Teaching a psychopath to lie is easier than training your dog to sit

July 27, 2017  20:52

Psychopaths may not always lie, but they’ll always be better at lying than others.

That’s according to research from the University of Hong Kong that assessed the lying capabilities of students who exhibited varying levels of psychopathic traits.

Each of the 52 students studied was shown a series of pictures before being asked if they knew the people photographed. They were told to give a truthful or untruthful response, and researchers measured their reaction time and brain activity with fMRI technology. The students repeated the exercise after a training session.

Participants with high psychopathic traits (29 out of the 52) answered much quicker than their first try after the training session, researchers said. The people with lower levels of psychopathic traits did not answer any quicker or slower after the training session.

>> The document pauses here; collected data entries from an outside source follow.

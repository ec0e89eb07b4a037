//! In-memory [`ContextStore`] implementation.
//!
//! Uses `HashMap` behind `std::sync::RwLock` for thread safety.
//! Cached contexts are held as `Arc<CachedContext>` so a save replaces
//! the map entry atomically while concurrent readers keep the previous
//! value.

use std::collections::HashMap;
use std::sync::{Arc, RwLock};

use anyhow::Result;
use async_trait::async_trait;
use chrono::Utc;

use crate::models::{BuildSnapshot, BuildStatus, CachedContext, ContextKey};

use super::ContextStore;

/// In-memory store for library consumers and tests.
pub struct InMemoryContextStore {
    contexts: RwLock<HashMap<ContextKey, Arc<CachedContext>>>,
    records: RwLock<HashMap<ContextKey, BuildSnapshot>>,
}

impl InMemoryContextStore {
    pub fn new() -> Self {
        Self {
            contexts: RwLock::new(HashMap::new()),
            records: RwLock::new(HashMap::new()),
        }
    }
}

impl Default for InMemoryContextStore {
    fn default() -> Self {
        Self::new()
    }
}

#[async_trait]
impl ContextStore for InMemoryContextStore {
    async fn get_cached_context(&self, key: &ContextKey) -> Result<Option<Arc<CachedContext>>> {
        let contexts = self.contexts.read().unwrap();
        Ok(contexts.get(key).cloned())
    }

    async fn save_cached_context(&self, key: &ContextKey, context: CachedContext) -> Result<()> {
        let snapshot = BuildSnapshot {
            status: BuildStatus::Complete,
            build_timestamp: Some(context.built_at),
            checksum: Some(context.checksum.clone()),
            error_message: None,
            retry_count: 0,
        };
        {
            let mut contexts = self.contexts.write().unwrap();
            contexts.insert(key.clone(), Arc::new(context));
        }
        let mut records = self.records.write().unwrap();
        records.insert(key.clone(), snapshot);
        Ok(())
    }

    async fn mark_building(&self, key: &ContextKey) -> Result<()> {
        let mut records = self.records.write().unwrap();
        let entry = records.entry(key.clone()).or_insert_with(BuildSnapshot::idle);
        entry.status = BuildStatus::Building;
        entry.build_timestamp = Some(Utc::now());
        entry.error_message = None;
        Ok(())
    }

    async fn mark_failed(&self, key: &ContextKey, reason: &str) -> Result<()> {
        let mut records = self.records.write().unwrap();
        let entry = records.entry(key.clone()).or_insert_with(BuildSnapshot::idle);
        entry.status = BuildStatus::Failed;
        entry.build_timestamp = Some(Utc::now());
        entry.error_message = Some(reason.to_string());
        Ok(())
    }

    async fn get_build_status(&self, key: &ContextKey) -> Result<BuildSnapshot> {
        let records = self.records.read().unwrap();
        Ok(records.get(key).cloned().unwrap_or_else(BuildSnapshot::idle))
    }
}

The fMRI images of the brains of people with high psychopathic traits also showed less activity around these processes, while the brains of people with low psychopathic traits showed an increase. The researchers said this shows that people with low-level traits have to exert more effort to lie than those with higher levels.

High psychopathy is characterised by untruthfulness and manipulativeness. Other common traits include an inability to emphasise, superficiality and insincerity. Dr Tatia Lee, who co-led the study, said lying requires the brain to use processes such as working memory, inhibitory control and conflict resolution and these are more active in people who express the typical psychopathic characteristics.

The term “psychopath” may conjure images of a horror movie or a terrible headline about murder, but a 2016 study from Bond University found that one in five corporate bosses have clinically significant psychopathic traits — the same percentage of psychopathic people in prisons. About one in 100 people in the general population are psychopaths.

Lee said further research is needed to establish the link between lying and psychopathy before its results are applied to the general population since the experiment only sampled a small number of university students. The study is, however, another step forward in understanding how psychopaths operate.

The findings are reported in the journal Translational Psychiatry.